Figure 2Receiver operator characteristics (ROC) curves comparing the ability of average pairwise diversity (APD) calculated over each and all codon positions to infer whether infections are recent (<1 year post-infection) or chronic. APD was calculated across the whole HCV open reading frame. All 50 patients who could be clearly classified as recent or chronic are included. Recent infection is taken as the positive outcome. AUC = area under the ROC curve.

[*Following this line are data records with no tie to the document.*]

use std::path::PathBuf;

use thiserror::Error;

use crate::layout::LayoutError;

/// Problems with a month container, scoped to the request that hit them.
#[derive(Debug, Error)]
pub enum ArchiveError {
    #[error("unsupported archive format: {0}")]
    UnsupportedFormat(String),
    #[error("failed to decode {path}: {source}")]
    Decode {
        path: PathBuf,
        #[source]
        source: std::io::Error,
    },
    #[error("truncated archive {path}")]
    Truncated { path: PathBuf },
    #[error("index mismatch in {path}: expected {expected}, found {found}")]
    Integrity {
        path: PathBuf,
        expected: String,
        found: String,
    },
    #[error("{member} not found in {path}")]
    MissingMember { path: PathBuf, member: String },
}

#[derive(Debug, Error)]
pub enum Error {
    #[error("configuration error: {0}")]
    Config(String),
    #[error("invalid input: {0}")]
    InvalidInput(String),
    #[error("date out of range: {0}")]
    OutOfRange(String),
    #[error("not found: {0}")]
    NotFound(String),
    #[error("io error: {0}")]
    Io(#[from] std::io::Error),
    #[error(transparent)]
    Archive(#[from] ArchiveError),
    #[error("rotation of {month} failed: {source}")]
    Rotation {
        month: String,
        #[source]
        source: Box<Error>,
    },
}

impl Error {
    /// True when the caller should treat the failure as a missing entry
    /// rather than a server fault.
    pub fn is_not_found(&self) -> bool {
        match self {
            Error::NotFound(_) => true,
            Error::Archive(ArchiveError::MissingMember { .. }) => true,
            Error::Io(err) => err.kind() == std::io::ErrorKind::NotFound,
            _ => false,
        }
    }
}

impl From<LayoutError> for Error {
    fn from(value: LayoutError) -> Self {
        Error::InvalidInput(value.to_string())
    }
}

pub type Result<T> = std::result::Result<T, Error>;
use std::fs;
use std::sync::Arc;

use logvault::archive::ArchiveFormat;
use logvault::lifecycle::{RetentionWindow, RotationManager, RotationSchedule};
use logvault::{LogStore, Month};
use tempfile::tempdir;
use time::macros::datetime;

#[test]
fn sweep_then_serve_from_archives() {
    let dir = tempdir().expect("tempdir");
    let root = dir.path();
    for (owner, month, name, data) in [
        ("alice", "2023-10", "a.log", "alice october"),
        ("alice", "2024-05", "b.log", "alice may"),
        ("bob", "2023-12", "c.log", "bob december"),
    ] {
        let month_dir = root.join(owner).join(month);
        fs::create_dir_all(&month_dir).expect("mkdir");
        fs::write(month_dir.join(name), data).expect("write");
    }

    let store = Arc::new(LogStore::new(root, ArchiveFormat::Xz).expect("store"));
    let manager = RotationManager::new(
        Arc::clone(&store),
        RetentionWindow::default(),
        RotationSchedule::default(),
    );
    let report = manager.sweep(datetime!(2024-05-20 12:00 UTC));
    assert!(!report.has_errors(), "{:?}", report.errors);
    assert_eq!(report.created.len(), 2);
    assert!(store.cache().is_empty());

    let october = Month::parse("2023-10").expect("month");
    let december = Month::parse("2023-12").expect("month");
    assert!(root.join("alice/2023-10.tar.xz").is_file());
    assert!(root.join("alice/2024-05/b.log").is_file());
    assert_eq!(store.read("alice", october, "a.log").expect("a"), b"alice october");
    assert_eq!(store.read("bob", december, "c.log").expect("c"), b"bob december");
    assert_eq!(store.cache().len(), 2);
}

#[cfg(unix)]
#[test]
fn one_failing_month_does_not_stop_the_sweep() {
    let dir = tempdir().expect("tempdir");
    let root = dir.path();
    for owner in ["alice", "bob"] {
        let month_dir = root.join(owner).join("2024-01");
        fs::create_dir_all(&month_dir).expect("mkdir");
        fs::write(month_dir.join("x.log"), owner).expect("write");
    }
    // A symlink pointing at itself cannot be resolved, even by root.
    std::os::unix::fs::symlink("2024-01.tar.zst", root.join("alice/2024-01.tar.zst"))
        .expect("symlink");

    let store = Arc::new(LogStore::new(root, ArchiveFormat::Zstd).expect("store"));
    let manager = RotationManager::new(
        Arc::clone(&store),
        RetentionWindow::default(),
        RotationSchedule::default(),
    );
    let report = manager.sweep(datetime!(2024-05-20 12:00 UTC));

    assert_eq!(report.scanned_count, 2);
    assert_eq!(report.errors.len(), 1, "{:?}", report.errors);
    assert!(report.errors[0].contains("alice/2024-01"), "{}", report.errors[0]);
    assert!(report.skipped.is_empty());
    assert_eq!(report.created, vec![root.join("bob/2024-01.tar.zst")]);

    assert!(root.join("bob/2024-01.tar.zst").is_file());
    assert!(root.join("alice/2024-01/x.log").is_file());
    let stray: Vec<_> = fs::read_dir(root.join("alice"))
        .expect("read_dir")
        .filter_map(|e| e.ok())
        .filter(|e| e.file_name().to_string_lossy().starts_with('.'))
        .collect();
    assert!(stray.is_empty());
}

Figure 3Area under the ROC curve, R2, and mean absolute error across the HCV open reading frame, all codon positions. The HCV open reading frame was split into 11 overlapping regions of approximately 500 amino acid codons, and average pairwise diversity (APD) was calculated over individual regions, using all codon positions. Regions were tested for their ability to categorize infection as recent (<1 year) or chronic (top), their correlation with time since infection (middle), and their ability to infer time since infection (bottom). Black dashed lines show the respective values for APD calculated over the whole open reading frame. A similar analysis was performed with diversity calculated over each gene in turn. The HCV genome is shown along the x-axis, with genes colour-coded for a composite (z-score sum, see Supplementary Equation S1) of all three outcome scores. Darker red indicates a better overall performance. Numbers along the x-axis refer to amino acid positions of the H77 reference genome.
Figure 4Time since infection against estimated time since infection as calculated from average pairwise diversity (APD). APD calculated over the recommended region of amino acid codons 503–1004 (left), and the recommended genes E2, p7, and NS2 (right).